** Opening Input material block **

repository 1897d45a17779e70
use serde::Deserialize;

#[derive(Debug, Deserialize, Clone)]
pub struct Settings {
    #[serde(default)]
    pub server: ServerSettings,
    #[serde(default)]
    pub proxy: ProxySettings,
}

#[derive(Debug, Deserialize, Clone)]
pub struct ServerSettings {
    #[serde(default = "default_host")]
    pub host: String,
    #[serde(default = "default_port")]
    pub port: u16,
}

impl Default for ServerSettings {
    fn default() -> Self {
        Self {
            host: default_host(),
            port: default_port(),
        }
    }
}

#[derive(Debug, Deserialize, Clone)]
pub struct ProxySettings {
    /// Full URL of the proxy's generate endpoint.
    #[serde(default = "default_proxy_url")]
    pub url: String,
    /// Model identifier sent with every prompt.
    #[serde(default = "default_model")]
    pub model: String,
}

impl Default for ProxySettings {
    fn default() -> Self {
        Self {
            url: default_proxy_url(),
            model: default_model(),
        }
    }
}

fn default_host() -> String {
    "0.0.0.0".to_string()
}

fn default_port() -> u16 {
    3000
}

fn default_proxy_url() -> String {
    "http://localhost:8080/generate".to_string()
}

fn default_model() -> String {
    "gemini-1.5-flash".to_string()
}

pub fn get_configuration() -> Result<Settings, config::ConfigError> {
    let base_path =
        std::env::current_dir().map_err(|e| config::ConfigError::Foreign(Box::new(e)))?;

    // Check if we're already in prompt-client directory or need to navigate to it
    let configuration_directory = if base_path.ends_with("prompt-client") {
        base_path.join("config")
    } else {
        base_path.join("prompt-client").join("config")
    };

    let settings = config::Config::builder()
        .add_source(config::File::from(configuration_directory.join("base.yaml")).required(false))
        .add_source(
            config::Environment::with_prefix("APP")
                .prefix_separator("_")
                .separator("__"),
        )
        .build()?;

    settings.try_deserialize::<Settings>()
}
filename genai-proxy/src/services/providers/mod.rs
//! Text generation provider abstraction.
//!
//! The endpoint only ever sees `dyn TextProvider`, so tests can swap the
//! Gemini backend for [`mock::MockTextProvider`] without touching process
//! state.

pub mod gemini;
pub mod mock;

use async_trait::async_trait;
use thiserror::Error;

/// Error type for provider operations.
///
/// The endpoint reports every variant the same way; the split only matters
/// for logs.
#[derive(Error, Debug)]
pub enum ProviderError {
    #[error("Provider not configured: {0}")]
    NotConfigured(String),

    #[error("{0}")]
    ApiError(String),

    #[error("Rate limited: {0}")]
    RateLimited(String),

    #[error("Content blocked: {0}")]
    ContentFiltered(String),

    #[error("Network error: {0}")]
    NetworkError(String),
}

/// Trait for single-shot text generation backends.
#[async_trait]
pub trait TextProvider: Send + Sync {
    /// Send `prompt` to `model` and return the generated text verbatim.
    async fn generate(&self, model: &str, prompt: &str) -> Result<String, ProviderError>;
}
//! service-core: Shared infrastructure for the prompt bridge services.
pub mod config;
pub mod error;
pub mod middleware;
pub mod observability;

pub use axum;
pub use serde;
pub use serde_json;
pub use tokio;
pub use tower;
pub use tower_http;
pub use tracing;
pub use validator;
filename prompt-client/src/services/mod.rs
pub mod proxy_client;

pub use proxy_client::{ClientError, GenerateClient, ProxyClient};
use genai_proxy::config::GenaiProxyConfig;
use genai_proxy::startup::Application;
use service_core::observability::{init_tracing, otlp_endpoint_from_env};

#[tokio::main]
async fn main() -> anyhow::Result<()> {
    let otlp_endpoint = otlp_endpoint_from_env();
    init_tracing("genai-proxy", "info", otlp_endpoint.as_deref());

    let config = GenaiProxyConfig::load().map_err(|e| {
        tracing::error!("Failed to load configuration: {}", e);
        anyhow::anyhow!("Configuration error: {}", e)
    })?;

    if !config.gemini.api_key_configured() {
        tracing::warn!("GEMINI_API_KEY is not set; generate requests will fail until it is");
    }

    let app = Application::build(config).await?;
    app.run_until_stopped().await?;

    Ok(())
}
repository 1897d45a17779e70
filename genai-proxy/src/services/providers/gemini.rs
//! Gemini AI provider implementation.
//!
//! One non-streaming `generateContent` call per prompt. The HTTP client has
//! no timeout and the call is never retried.

use super::{ProviderError, TextProvider};
use crate::config::GeminiSettings;
use async_trait::async_trait;
use reqwest::{Client, StatusCode};
use secrecy::{ExposeSecret, Secret};
use serde::{Deserialize, Serialize};

/// Finish reasons for which the candidate text must not be returned.
const BLOCKING_FINISH_REASONS: &[&str] = &[
    "SAFETY",
    "RECITATION",
    "LANGUAGE",
    "BLOCKLIST",
    "PROHIBITED_CONTENT",
    "SPII",
];

/// Gemini text provider.
pub struct GeminiTextProvider {
    api_key: Option<Secret<String>>,
    api_base: String,
    client: Client,
}

impl GeminiTextProvider {
    pub fn new(settings: &GeminiSettings) -> Self {
        Self::with_client(settings, Client::new())
    }

    pub fn with_client(settings: &GeminiSettings, client: Client) -> Self {
        Self {
            api_key: settings.api_key.clone(),
            api_base: settings.api_base.trim_end_matches('/').to_string(),
            client,
        }
    }

    /// Build the `generateContent` URL. Fully qualified names such as
    /// `models/x` or `tunedModels/x` are used as given.
    fn api_url(&self, model: &str) -> String {
        let resource = if model.contains('/') {
            model.to_string()
        } else {
            format!("models/{}", model)
        };
        format!("{}/{}:generateContent", self.api_base, resource)
    }
}

#[async_trait]
impl TextProvider for GeminiTextProvider {
    async fn generate(&self, model: &str, prompt: &str) -> Result<String, ProviderError> {
        let api_key = self
            .api_key
            .as_ref()
            .ok_or_else(|| ProviderError::NotConfigured("Gemini API key not configured".into()))?;

        let request = GenerateContentRequest {
            contents: vec![Content {
                role: Some("user".to_string()),
                parts: vec![Part {
                    text: Some(prompt.to_string()),
                }],
            }],
        };

        let url = self.api_url(model);

        tracing::debug!(
            model = %model,
            prompt_len = prompt.len(),
            "Sending request to Gemini API"
        );

        let response = self
            .client
            .post(&url)
            .header("x-goog-api-key", api_key.expose_secret())
            .json(&request)
            .send()
            .await
            .map_err(|e| ProviderError::NetworkError(e.to_string()))?;

        let status = response.status();
        if !status.is_success() {
            let error_text = response.text().await.unwrap_or_default();
            let message = upstream_error_message(status, &error_text);

            if status == StatusCode::TOO_MANY_REQUESTS {
                return Err(ProviderError::RateLimited(message));
            }

            return Err(ProviderError::ApiError(message));
        }

        let api_response: GenerateContentResponse = response
            .json()
            .await
            .map_err(|e| ProviderError::ApiError(format!("Failed to parse response: {}", e)))?;

        extract_text(api_response)
    }
}

/// Produce the text the caller sees, mirroring how the Gemini SDKs expose
/// `response.text()`: all text parts of the first candidate, concatenated.
fn extract_text(response: GenerateContentResponse) -> Result<String, ProviderError> {
    let Some(candidate) = response.candidates.into_iter().next() else {
        if let Some(reason) = response
            .prompt_feedback
            .and_then(|feedback| feedback.block_reason)
        {
            return Err(ProviderError::ContentFiltered(format!(
                "Text not available. Response was blocked due to {}",
                reason
            )));
        }
        return Ok(String::new());
    };

    if let Some(reason) = candidate.finish_reason.as_deref() {
        if BLOCKING_FINISH_REASONS.contains(&reason) {
            return Err(ProviderError::ContentFiltered(format!(
                "Candidate was blocked due to {}",
                reason
            )));
        }
    }

    Ok(candidate
        .content
        .map(|content| {
            content
                .parts
                .into_iter()
                .filter_map(|part| part.text)
                .collect::<String>()
        })
        .unwrap_or_default())
}

/// Prefer the structured `error.message`; fall back to the raw body.
fn upstream_error_message(status: StatusCode, body: &str) -> String {
    let detail = serde_json::from_str::<ErrorEnvelope>(body)
        .ok()
        .map(|envelope| envelope.error.message)
        .filter(|message| !message.is_empty())
        .unwrap_or_else(|| body.trim().to_string());

    format!("Gemini API error {}: {}", status, detail)
}

// ============================================================================
// Gemini API Request/Response Types
// ============================================================================

#[derive(Debug, Serialize)]
#[serde(rename_all = "camelCase")]
struct GenerateContentRequest {
    contents: Vec<Content>,
}

#[derive(Debug, Serialize, Deserialize)]
#[serde(rename_all = "camelCase")]
struct Content {
    #[serde(default, skip_serializing_if = "Option::is_none")]
    role: Option<String>,
    #[serde(default)]
    parts: Vec<Part>,
}

#[derive(Debug, Serialize, Deserialize)]
struct Part {
    #[serde(default, skip_serializing_if = "Option::is_none")]
    text: Option<String>,
}

#[derive(Debug, Deserialize)]
#[serde(rename_all = "camelCase")]
struct GenerateContentResponse {
    #[serde(default)]
    candidates: Vec<Candidate>,
    #[serde(default)]
    prompt_feedback: Option<PromptFeedback>,
}

#[derive(Debug, Deserialize)]
#[serde(rename_all = "camelCase")]
struct Candidate {
    #[serde(default)]
    content: Option<Content>,
    #[serde(default)]
    finish_reason: Option<String>,
}

#[derive(Debug, Deserialize)]
#[serde(rename_all = "camelCase")]
struct PromptFeedback {
    #[serde(default)]
    block_reason: Option<String>,
}

#[derive(Debug, Deserialize)]
struct ErrorEnvelope {
    error: ErrorBody,
}

#[derive(Debug, Deserialize)]
struct ErrorBody {
    #[serde(default)]
    message: String,
}
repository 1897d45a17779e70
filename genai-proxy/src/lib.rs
pub mod config;
pub mod handlers;
pub mod models;
pub mod services;
pub mod startup;
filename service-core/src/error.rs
use axum::{
    Json,
    http::StatusCode,
    response::{IntoResponse, Response},
};
use serde::Serialize;
use thiserror::Error;

/// Public message for any failure of the upstream generation call.
pub const UPSTREAM_FAILURE_MESSAGE: &str = "Failed to generate content";

#[derive(Debug, Error)]
pub enum AppError {
    #[error("Validation error: {0}")]
    ValidationError(#[from] validator::ValidationErrors),

    #[error("Bad request: {0}")]
    BadRequest(anyhow::Error),

    #[error("Not found: {0}")]
    NotFound(anyhow::Error),

    #[error("Configuration error: {0}")]
    ConfigError(anyhow::Error),

    #[error("Upstream error: {0}")]
    UpstreamError(String),

    #[error("Internal server error: {0}")]
    InternalError(#[from] anyhow::Error),
}

impl AppError {
    pub fn status(&self) -> StatusCode {
        match self {
            AppError::ValidationError(_) | AppError::BadRequest(_) => StatusCode::BAD_REQUEST,
            AppError::NotFound(_) => StatusCode::NOT_FOUND,
            AppError::ConfigError(_)
            | AppError::UpstreamError(_)
            | AppError::InternalError(_) => StatusCode::INTERNAL_SERVER_ERROR,
        }
    }
}

impl From<config::ConfigError> for AppError {
    fn from(err: config::ConfigError) -> Self {
        AppError::ConfigError(anyhow::Error::new(err))
    }
}

impl From<std::io::Error> for AppError {
    fn from(err: std::io::Error) -> Self {
        AppError::InternalError(anyhow::Error::new(err))
    }
}

/// Flatten field-level validation messages into one sentence.
fn validation_message(errors: &validator::ValidationErrors) -> String {
    let mut messages: Vec<String> = errors
        .field_errors()
        .into_values()
        .flat_map(|errs| errs.iter())
        .map(|err| match &err.message {
            Some(message) => message.to_string(),
            None => err.code.to_string(),
        })
        .collect();
    messages.sort();
    messages.dedup();

    if messages.is_empty() {
        "Validation error".to_string()
    } else {
        messages.join("; ")
    }
}

impl IntoResponse for AppError {
    fn into_response(self) -> Response {
        #[derive(Serialize)]
        struct ErrorResponse {
            error: String,
            #[serde(skip_serializing_if = "Option::is_none")]
            details: Option<String>,
        }

        let status = self.status();
        let (error_message, details) = match self {
            AppError::ValidationError(err) => (validation_message(&err), None),
            AppError::BadRequest(err) => (err.to_string(), None),
            AppError::NotFound(err) => (err.to_string(), None),
            AppError::ConfigError(err) => (err.to_string(), None),
            AppError::UpstreamError(msg) => (UPSTREAM_FAILURE_MESSAGE.to_string(), Some(msg)),
            AppError::InternalError(err) => (
                "Internal server error".to_string(),
                Some(format!("{:#}", err)),
            ),
        };

        (
            status,
            Json(ErrorResponse {
                error: error_message,
                details,
            }),
        )
            .into_response()
    }
}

** Closing Input material block **

What the task requires: In the listing above, find the line with "use serde::Serialize;" and the line with "impl From<config::ConfigError> for", then print exactly those lines and every line between them.

Reply to the exercise:
use serde::Serialize;
use thiserror::Error;

/// Public message for any failure of the upstream generation call.
pub const UPSTREAM_FAILURE_MESSAGE: &str = "Failed to generate content";

#[derive(Debug, Error)]
pub enum AppError {
    #[error("Validation error: {0}")]
    ValidationError(#[from] validator::ValidationErrors),

    #[error("Bad request: {0}")]
    BadRequest(anyhow::Error),

    #[error("Not found: {0}")]
    NotFound(anyhow::Error),

    #[error("Configuration error: {0}")]
    ConfigError(anyhow::Error),

    #[error("Upstream error: {0}")]
    UpstreamError(String),

    #[error("Internal server error: {0}")]
    InternalError(#[from] anyhow::Error),
}

impl AppError {
    pub fn status(&self) -> StatusCode {
        match self {
            AppError::ValidationError(_) | AppError::BadRequest(_) => StatusCode::BAD_REQUEST,
            AppError::NotFound(_) => StatusCode::NOT_FOUND,
            AppError::ConfigError(_)
            | AppError::UpstreamError(_)
            | AppError::InternalError(_) => StatusCode::INTERNAL_SERVER_ERROR,
        }
    }
}

impl From<config::ConfigError> for AppError {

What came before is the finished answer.